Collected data
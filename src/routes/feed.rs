//! Rewritten feed endpoint

use axum::{
    Router,
    extract::{Query, State},
    http::header,
    response::IntoResponse,
    routing::get,
};
use coursecal_core::rewrite_url;
use serde::Deserialize;

use crate::routes::{AppError, AppState};

pub fn router() -> Router<AppState> {
    Router::new()
        .route("/calendar.ics", get(rewritten_feed))
        .route("/health", get(health))
}

#[derive(Deserialize)]
pub struct FeedQuery {
    /// The TimeEdit .ics URL to rewrite
    pub url: String,
}

/// GET /calendar.ics?url=... - Rewrite a feed on every request
async fn rewritten_feed(
    State(state): State<AppState>,
    Query(query): Query<FeedQuery>,
) -> Result<impl IntoResponse, AppError> {
    let feed = rewrite_url(&state.fetcher, &state.config, &query.url).await?;

    Ok((
        [(header::CONTENT_TYPE, "text/calendar; charset=utf-8")],
        feed.to_ics(),
    ))
}

/// GET /health
async fn health() -> &'static str {
    "ok"
}
//! The full rewrite: URL in, rewritten ICS feed out.

use icalendar::Calendar;
use tracing::{debug, info};

use crate::config::RewriteConfig;
use crate::error::RewriteResult;
use crate::fetch::Fetcher;
use crate::ics;
use crate::rewrite::{RewriteSummary, Rewriter};
use crate::sort::{sort_events, sort_records};
use crate::source::ScheduleSource;
use crate::table::{ColumnRoles, CourseCodes, TableSections, parse_rows, project_records};

/// A rewritten feed and what it took to build it.
#[derive(Debug, Clone)]
pub struct RewrittenFeed {
    pub calendar: Calendar,
    pub summary: RewriteSummary,
}

impl RewrittenFeed {
    pub fn to_ics(&self) -> String {
        ics::generate_ics(&self.calendar)
    }
}

/// Resolve `url`, fetch the feed and its CSV export concurrently, and rewrite.
pub async fn rewrite_url<F>(fetcher: &F, config: &RewriteConfig, url: &str) -> RewriteResult<RewrittenFeed>
where
    F: Fetcher + Sync,
{
    let source = ScheduleSource::resolve(url, config)?;

    let (ics_text, csv_text) = tokio::try_join!(
        fetcher.fetch(&source.calendar_url),
        fetcher.fetch(&source.table_url),
    )?;
    info!(
        "Fetched {} bytes of ICS and {} bytes of CSV from {}",
        ics_text.len(),
        csv_text.len(),
        config.expected_host
    );

    rewrite_documents(&ics_text, &csv_text, config)
}

/// Rewrite already fetched documents.
pub fn rewrite_documents(
    ics_text: &str,
    csv_text: &str,
    config: &RewriteConfig,
) -> RewriteResult<RewrittenFeed> {
    let zone = config.timezone()?;

    debug!("Parsing ICS");
    let mut calendar = ics::parse_calendar(ics_text)?;

    debug!("Parsing CSV");
    let sections = TableSections::split(parse_rows(csv_text)?, &config.table);

    let roles = ColumnRoles::resolve(&sections.header, &config.labels);
    let codes = CourseCodes::extract(sections.legend_cell(config.table.legend_column))?;
    let mut records = project_records(&sections.data, &roles, zone);

    let mut events = ics::take_events(&mut calendar);
    sort_events(&mut events, zone);
    sort_records(&mut records);

    let (kept, summary) = Rewriter::new(config, &codes, zone).rewrite(events, &records)?;
    ics::restore_events(&mut calendar, kept);

    Ok(RewrittenFeed { calendar, summary })
}
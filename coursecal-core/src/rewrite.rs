//! Rewriting paired events and deciding which ones stay in the feed.

use chrono_tz::Tz;
use icalendar::{Component, Event};
use tracing::{debug, info, warn};

use crate::config::{Decision, DescriptionLabels, RewriteConfig};
use crate::error::{RewriteError, RewriteResult};
use crate::ics::event_start;
use crate::table::{CourseCodes, ProjectedRecord};

/// What a rewrite run did, for logging and for the caller.
#[derive(Debug, Clone, Copy, Default, PartialEq, Eq)]
pub struct RewriteSummary {
    /// Events paired with a CSV record
    pub paired: usize,
    pub included: usize,
    pub excluded: usize,
    /// Included under a fixed title
    pub retitled: usize,
    /// Calendar events left over after pairing (dropped)
    pub unpaired_events: usize,
    /// CSV records left over after pairing
    pub unpaired_records: usize,
    /// Pairs whose two start times disagree
    pub start_mismatches: usize,
}

/// Rewrites sorted calendar events using their sorted CSV counterparts.
pub struct Rewriter<'a> {
    config: &'a RewriteConfig,
    codes: &'a CourseCodes,
    zone: Option<Tz>,
}

impl<'a> Rewriter<'a> {
    pub fn new(config: &'a RewriteConfig, codes: &'a CourseCodes, zone: Option<Tz>) -> Self {
        Rewriter {
            config,
            codes,
            zone,
        }
    }

    /// Pair `events[i]` with `records[i]`, rewrite each event and keep the
    /// ones the policy lets through, in order.
    ///
    /// Fails without producing anything if a paired record has no course.
    pub fn rewrite(
        &self,
        events: Vec<Event>,
        records: &[ProjectedRecord],
    ) -> RewriteResult<(Vec<Event>, RewriteSummary)> {
        debug!("Rewriting {} events", events.len());

        let mut summary = RewriteSummary {
            unpaired_events: events.len().saturating_sub(records.len()),
            unpaired_records: records.len().saturating_sub(events.len()),
            ..RewriteSummary::default()
        };
        if summary.unpaired_events > 0 || summary.unpaired_records > 0 {
            warn!(
                "Calendar has {} events but the CSV export has {} records; pairing the first {}",
                events.len(),
                records.len(),
                events.len().min(records.len())
            );
        }

        let mut kept = Vec::with_capacity(events.len().min(records.len()));

        for (index, (mut event, record)) in events.into_iter().zip(records).enumerate() {
            summary.paired += 1;
            self.check_alignment(index, &event, record, &mut summary);

            let course = record
                .course
                .as_deref()
                .ok_or_else(|| RewriteError::MissingCourse {
                    index,
                    start: record
                        .start
                        .map(|start| start.to_rfc3339())
                        .unwrap_or_else(|| "at an unknown time".to_string()),
                })?;

            event.summary(&self.title(course, record.kind.as_deref()));
            event.description(&describe(record, &self.config.description));

            match self.config.policy.decide(record) {
                Decision::Include => {
                    summary.included += 1;
                    kept.push(event);
                }
                Decision::Exclude => {
                    summary.excluded += 1;
                }
                Decision::Retitle(title) => {
                    event.summary(title);
                    summary.included += 1;
                    summary.retitled += 1;
                    kept.push(event);
                }
            }
        }

        info!(
            "Kept {} of {} paired events ({} retitled, {} excluded)",
            summary.included, summary.paired, summary.retitled, summary.excluded
        );

        Ok((kept, summary))
    }

    /// `<type>: <course name>`, or just the course name without a type
    fn title(&self, course: &str, kind: Option<&str>) -> String {
        let name = self.codes.display_name(course);
        match kind {
            Some(kind) => format!("{kind}: {name}"),
            None => name.to_string(),
        }
    }

    fn check_alignment(
        &self,
        index: usize,
        event: &Event,
        record: &ProjectedRecord,
        summary: &mut RewriteSummary,
    ) {
        let (Some(calendar_start), Some(record_start)) =
            (event_start(event, self.zone), record.start)
        else {
            return;
        };
        if calendar_start != record_start {
            summary.start_mismatches += 1;
            warn!(
                "Event #{} starts {} in the calendar but {} in the CSV export",
                index, calendar_start, record_start
            );
        }
    }
}

/// One line per non-empty field: teacher, course, info, text.
fn describe(record: &ProjectedRecord, labels: &DescriptionLabels) -> String {
    [
        (&labels.teacher, &record.person),
        (&labels.course, &record.course),
        (&labels.info, &record.info),
        (&labels.text, &record.text),
    ]
    .into_iter()
    .filter_map(|(label, value)| value.as_deref().map(|value| format!("{label}{value}")))
    .collect::<Vec<_>>()
    .join("\n")
}
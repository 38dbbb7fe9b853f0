//! Retrieving feed documents over HTTP.

use std::future::Future;

use reqwest::StatusCode;
use tracing::debug;
use url::Url;

use crate::error::{RewriteError, RewriteResult};

const USER_AGENT: &str = concat!("coursecal/", env!("CARGO_PKG_VERSION"));

/// Something that can turn a URL into document text.
pub trait Fetcher {
    fn fetch(&self, url: &Url) -> impl Future<Output = RewriteResult<String>> + Send;
}

/// Plain HTTP GET; anything but `200 OK` is an error.
#[derive(Debug, Clone)]
pub struct HttpFetcher {
    client: reqwest::Client,
}

impl HttpFetcher {
    pub fn new() -> RewriteResult<Self> {
        let client = reqwest::Client::builder()
            .user_agent(USER_AGENT)
            .build()
            .map_err(|e| RewriteError::Config(format!("Could not build HTTP client: {e}")))?;

        Ok(HttpFetcher { client })
    }
}

impl Fetcher for HttpFetcher {
    async fn fetch(&self, url: &Url) -> RewriteResult<String> {
        debug!("Fetching {}", url);

        let transport = |source| RewriteError::Fetch {
            url: url.to_string(),
            source,
        };

        let response = self
            .client
            .get(url.clone())
            .send()
            .await
            .map_err(transport)?;

        if response.status() != StatusCode::OK {
            return Err(RewriteError::FetchStatus {
                url: url.to_string(),
                status: response.status().as_u16(),
            });
        }

        response.text().await.map_err(transport)
    }
}
//! Resolving the calendar URL and its companion CSV export.

use url::Url;

use crate::config::RewriteConfig;
use crate::error::{RewriteError, RewriteResult};

/// The two documents describing one schedule.
#[derive(Debug, Clone, PartialEq, Eq)]
pub struct ScheduleSource {
    pub calendar_url: Url,
    pub table_url: Url,
}

impl ScheduleSource {
    /// Decode and validate a (possibly percent-encoded) calendar URL.
    ///
    /// The host must be exactly the configured one, and the path must end
    /// in the calendar extension so the CSV export can be found next to it.
    pub fn resolve(raw: &str, config: &RewriteConfig) -> RewriteResult<Self> {
        tracing::debug!("Resolving schedule URL {}", raw);

        let invalid = || RewriteError::InvalidUrl(raw.to_string());

        let decoded = urlencoding::decode(raw.trim()).map_err(|_| invalid())?;
        let calendar_url = Url::parse(&decoded).map_err(|_| invalid())?;

        if !matches!(calendar_url.scheme(), "http" | "https") {
            return Err(invalid());
        }

        if calendar_url.host_str() != Some(config.expected_host.as_str()) {
            return Err(RewriteError::UntrustedSource {
                expected: config.expected_host.clone(),
                url: calendar_url.to_string(),
            });
        }

        let stem = calendar_url
            .path()
            .strip_suffix(config.calendar_extension.as_str())
            .ok_or_else(invalid)?;

        let mut table_url = calendar_url.clone();
        table_url.set_path(&format!("{stem}{}", config.table_extension));

        Ok(ScheduleSource {
            calendar_url,
            table_url,
        })
    }
}
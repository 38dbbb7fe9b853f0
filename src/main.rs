mod commands;
mod routes;

use std::net::IpAddr;
use std::path::PathBuf;

use anyhow::Result;
use clap::{Parser, Subcommand};
use coursecal_core::RewriteConfig;
use tracing_subscriber::{layer::SubscriberExt, util::SubscriberInitExt};

const DEFAULT_PORT: u16 = 4097;

#[derive(Parser)]
#[command(name = "coursecal")]
#[command(version)]
#[command(about = "Rewrite TimeEdit course calendar feeds into readable, cohort-filtered calendars")]
struct Cli {
    /// Configuration file (defaults to ~/.config/coursecal/config.toml)
    #[arg(short, long, global = true, value_name = "PATH")]
    config: Option<PathBuf>,

    /// Log level
    #[arg(short = 'v', long, global = true, default_value = "info")]
    log_level: String,

    #[command(subcommand)]
    command: Commands,
}

#[derive(Subcommand)]
enum Commands {
    /// Rewrite a calendar feed once
    Rewrite {
        /// TimeEdit .ics URL (may be percent-encoded)
        url: String,

        /// Write the feed to this file instead of stdout
        #[arg(short, long)]
        output: Option<PathBuf>,
    },
    /// Serve rewritten feeds for calendar apps to subscribe to
    Serve {
        /// Listening IP address
        #[arg(short = 'H', long, default_value = "127.0.0.1")]
        host: IpAddr,

        /// Listening port
        #[arg(short, long, default_value_t = DEFAULT_PORT)]
        port: u16,
    },
    /// Show where the config file lives, or create it
    Config {
        /// Write a config file holding the defaults
        #[arg(long)]
        init: bool,
    },
}

#[tokio::main]
async fn main() -> Result<()> {
    let cli = Cli::parse();

    // Feeds go to stdout, so logs go to stderr
    tracing_subscriber::registry()
        .with(
            tracing_subscriber::EnvFilter::try_from_default_env().unwrap_or_else(|_| {
                format!("coursecal={0},coursecal_core={0}", cli.log_level).into()
            }),
        )
        .with(tracing_subscriber::fmt::layer().with_writer(std::io::stderr))
        .init();

    match cli.command {
        Commands::Rewrite { url, output } => {
            let config = RewriteConfig::load(cli.config.as_deref())?;
            commands::rewrite::run(&config, &url, output.as_deref()).await
        }
        Commands::Serve { host, port } => {
            let config = RewriteConfig::load(cli.config.as_deref())?;
            commands::serve::run(config, host, port).await
        }
        Commands::Config { init } => commands::config::run(cli.config.as_deref(), init),
    }
}
//! Taking a feed apart and putting it back together.
//!
//! Events are lifted out of the parsed calendar for rewriting; the rewritten
//! ones go back in next to the untouched timezones before rendering.

mod generate;
mod parse;

pub use generate::{PRODID, generate_ics, restore_events};
pub use parse::{event_start, parse_calendar, take_events};
//! Mapping CSV header labels to what each column means.

use std::collections::BTreeMap;

use serde::{Deserialize, Serialize};

use super::Row;

/// What a CSV column holds.
#[derive(Debug, Clone, Copy, PartialEq, Eq, PartialOrd, Ord, Hash, Serialize, Deserialize)]
#[serde(rename_all = "snake_case")]
pub enum Role {
    StartDate,
    StartTime,
    StopDate,
    StopTime,
    Course,
    Person,
    Room,
    Type,
    Text,
    Info,
}

/// Role -> column position, built from the header row.
///
/// Roles whose label never appears are simply missing; reading them yields `None`.
#[derive(Debug, Clone, Default, PartialEq, Eq)]
pub struct ColumnRoles {
    columns: BTreeMap<Role, usize>,
}

impl ColumnRoles {
    /// Match every header cell exactly against the label table.
    /// Unknown labels are ignored. When two columns carry labels of the
    /// same role, the rightmost one wins.
    pub fn resolve(header: &Row, labels: &BTreeMap<String, Role>) -> Self {
        tracing::debug!("Resolving column roles from {} header cells", header.len());

        let columns = header
            .iter()
            .enumerate()
            .filter_map(|(column, label)| labels.get(label).map(|role| (*role, column)))
            .collect();

        ColumnRoles { columns }
    }

    pub fn column(&self, role: Role) -> Option<usize> {
        self.columns.get(&role).copied()
    }

    pub fn len(&self) -> usize {
        self.columns.len()
    }

    pub fn is_empty(&self) -> bool {
        self.columns.is_empty()
    }

    /// The cell holding `role` in `row`; empty cells count as absent.
    pub fn value<'a>(&self, row: &'a Row, role: Role) -> Option<&'a str> {
        self.column(role)
            .and_then(|column| row.get(column))
            .map(String::as_str)
            .filter(|value| !value.is_empty())
    }
}
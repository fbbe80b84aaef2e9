//! Module loaders.
//!
//! A loader turns a canonical module key into source text. Loaders must be
//! idempotent: the graph asks for each key at most once per registration.

use std::fmt;
use std::io::ErrorKind;
use std::path::PathBuf;
use std::sync::Arc;

use tower_lsp::lsp_types::Url;

use crate::error::{Error, Result};

use super::key::TYPES_NAMESPACE;

/// Resolves module keys to source text.
#[tower_lsp::async_trait]
pub trait ModuleLoader: Send + Sync {
    /// Source for `key`, or `None` when the key cannot be resolved.
    async fn load(&self, key: &str) -> Result<Option<String>>;
}

/// Adapts a synchronous closure into a loader.
pub struct FnLoader<F>(pub F);

#[tower_lsp::async_trait]
impl<F> ModuleLoader for FnLoader<F>
where
    F: Fn(&str) -> Option<String> + Send + Sync,
{
    async fn load(&self, key: &str) -> Result<Option<String>> {
        Ok((self.0)(key))
    }
}

/// A registered loader and how it is applied.
#[derive(Clone)]
pub struct LoaderOptions {
    /// Skip relative specifiers whose file name has no extension.
    pub only_emit_for_extensioned: bool,
    pub loader: Arc<dyn ModuleLoader>,
}

impl LoaderOptions {
    pub fn new(loader: impl ModuleLoader + 'static) -> Self {
        Self {
            only_emit_for_extensioned: false,
            loader: Arc::new(loader),
        }
    }

    pub fn only_emit_for_extensioned(mut self, enabled: bool) -> Self {
        self.only_emit_for_extensioned = enabled;
        self
    }
}

impl fmt::Debug for LoaderOptions {
    fn fmt(&self, f: &mut fmt::Formatter<'_>) -> fmt::Result {
        f.debug_struct("LoaderOptions")
            .field("only_emit_for_extensioned", &self.only_emit_for_extensioned)
            .finish_non_exhaustive()
    }
}

/// Reads `file://` modules from disk.
///
/// Keys in the external declaration namespace are looked up under
/// `types_root`; without one they are unresolvable.
#[derive(Debug, Clone, Default)]
pub struct FsLoader {
    types_root: Option<PathBuf>,
}

impl FsLoader {
    pub fn new(types_root: Option<PathBuf>) -> Self {
        Self { types_root }
    }

    fn path_for(&self, key: &str) -> Result<Option<PathBuf>> {
        if let Some(rest) = key.strip_prefix(TYPES_NAMESPACE) {
            return Ok(self.types_root.as_ref().map(|root| root.join(rest)));
        }
        let url = Url::parse(key).map_err(|_| Error::InvalidUri(key.to_string()))?;
        if url.scheme() != "file" {
            return Ok(None);
        }
        url.to_file_path()
            .map(Some)
            .map_err(|_| Error::InvalidUri(key.to_string()))
    }
}

#[tower_lsp::async_trait]
impl ModuleLoader for FsLoader {
    async fn load(&self, key: &str) -> Result<Option<String>> {
        let Some(path) = self.path_for(key)? else {
            return Ok(None);
        };
        match tokio::fs::read_to_string(&path).await {
            Ok(content) => Ok(Some(content)),
            Err(e) if e.kind() == ErrorKind::NotFound => Ok(None),
            Err(e) => Err(e.into()),
        }
    }
}
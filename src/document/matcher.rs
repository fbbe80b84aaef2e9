//! Directive and content matchers consulted while scanning host markup.

use std::fmt;
use std::ops::Range;
use std::sync::Arc;

use regex::Regex;

use super::region::AppendContent;

/// Matches an attribute name, either exactly or by pattern.
#[derive(Debug, Clone)]
pub enum AttributeMatcher {
    Exact(String),
    Pattern(Regex),
}

impl AttributeMatcher {
    pub fn is_match(&self, attribute_name: &str) -> bool {
        match self {
            AttributeMatcher::Exact(name) => name == attribute_name,
            AttributeMatcher::Pattern(re) => re.is_match(attribute_name),
        }
    }
}

/// Maps a custom attribute to an embedded language.
#[derive(Debug, Clone)]
pub struct Directive {
    pub matcher: AttributeMatcher,
    pub language: String,
    pub append_content: Option<AppendContent>,
}

impl Directive {
    pub fn exact(name: &str, language: &str) -> Self {
        Self {
            matcher: AttributeMatcher::Exact(name.to_string()),
            language: language.to_string(),
            append_content: None,
        }
    }

    pub fn pattern(re: Regex, language: &str) -> Self {
        Self {
            matcher: AttributeMatcher::Pattern(re),
            language: language.to_string(),
            append_content: None,
        }
    }

    pub fn with_append_content(mut self, f: impl Fn(&str) -> String + Send + Sync + 'static) -> Self {
        self.append_content = Some(AppendContent::new(f));
        self
    }
}

type SpanFinder = Arc<dyn Fn(&str) -> Vec<Range<usize>> + Send + Sync>;

/// Scans a text span for sub-ranges belonging to an embedded language,
/// such as `{{ expr }}` interpolations.
#[derive(Clone)]
pub struct ContentMatcher {
    finder: SpanFinder,
    pub language: String,
}

impl ContentMatcher {
    pub fn new(
        language: &str,
        finder: impl Fn(&str) -> Vec<Range<usize>> + Send + Sync + 'static,
    ) -> Self {
        Self {
            finder: Arc::new(finder),
            language: language.to_string(),
        }
    }

    /// Build a matcher from a regex. Capture group 1 delimits the span when
    /// present, otherwise the whole match does.
    pub fn pattern(re: Regex, language: &str) -> Self {
        Self::new(language, move |text| {
            re.captures_iter(text)
                .filter_map(|caps| caps.get(1).or_else(|| caps.get(0)))
                .map(|m| m.range())
                .collect()
        })
    }

    /// Ranges relative to the start of `text`.
    pub fn find(&self, text: &str) -> Vec<Range<usize>> {
        (self.finder)(text)
    }
}

impl fmt::Debug for ContentMatcher {
    fn fmt(&self, f: &mut fmt::Formatter<'_>) -> fmt::Result {
        f.debug_struct("ContentMatcher")
            .field("language", &self.language)
            .finish_non_exhaustive()
    }
}

/// The matcher registration for a session.
#[derive(Debug, Clone, Default)]
pub struct Matchers {
    pub directives: Vec<Directive>,
    pub contents: Vec<ContentMatcher>,
    /// Also run content matchers over attribute values no other rule claimed.
    pub scan_attribute_values: bool,
}

impl Matchers {
    /// First directive matching the attribute, in registration order.
    pub fn directive_for(&self, attribute_name: &str) -> Option<&Directive> {
        self.directives
            .iter()
            .find(|d| d.matcher.is_match(attribute_name))
    }
}

#[cfg(test)]
mod tests {
    use super::*;

    #[test]
    fn first_directive_wins() {
        let matchers = Matchers {
            directives: vec![
                Directive::pattern(Regex::new("^k-").unwrap(), "javascript"),
                Directive::exact("k-for", "typescript"),
            ],
            ..Default::default()
        };
        let directive = matchers.directive_for("k-for").unwrap();
        assert_eq!(directive.language, "javascript");
        assert!(matchers.directive_for("class").is_none());
    }

    #[test]
    fn content_pattern_prefers_group_one() {
        let matcher = ContentMatcher::pattern(Regex::new(r"\{\{(.*?)\}\}").unwrap(), "javascript");
        assert_eq!(matcher.find("a {{ x }} b {{y}}"), vec![4..7, 14..15]);
    }

    #[test]
    fn content_pattern_without_group_uses_whole_match() {
        let matcher = ContentMatcher::pattern(Regex::new(r"@\w+").unwrap(), "javascript");
        assert_eq!(matcher.find("hi @name"), vec![3..8]);
    }
}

> _WHAT YOU NEED TO DO_
In the records above, find each line with the word "exactly" and copy it.

> _OUTPUT FOR THIS TASK_
    /// The host must be exactly the configured one, and the path must end
    /// Match every header cell exactly against the label table.
/// Matches an attribute name, either exactly or by pattern.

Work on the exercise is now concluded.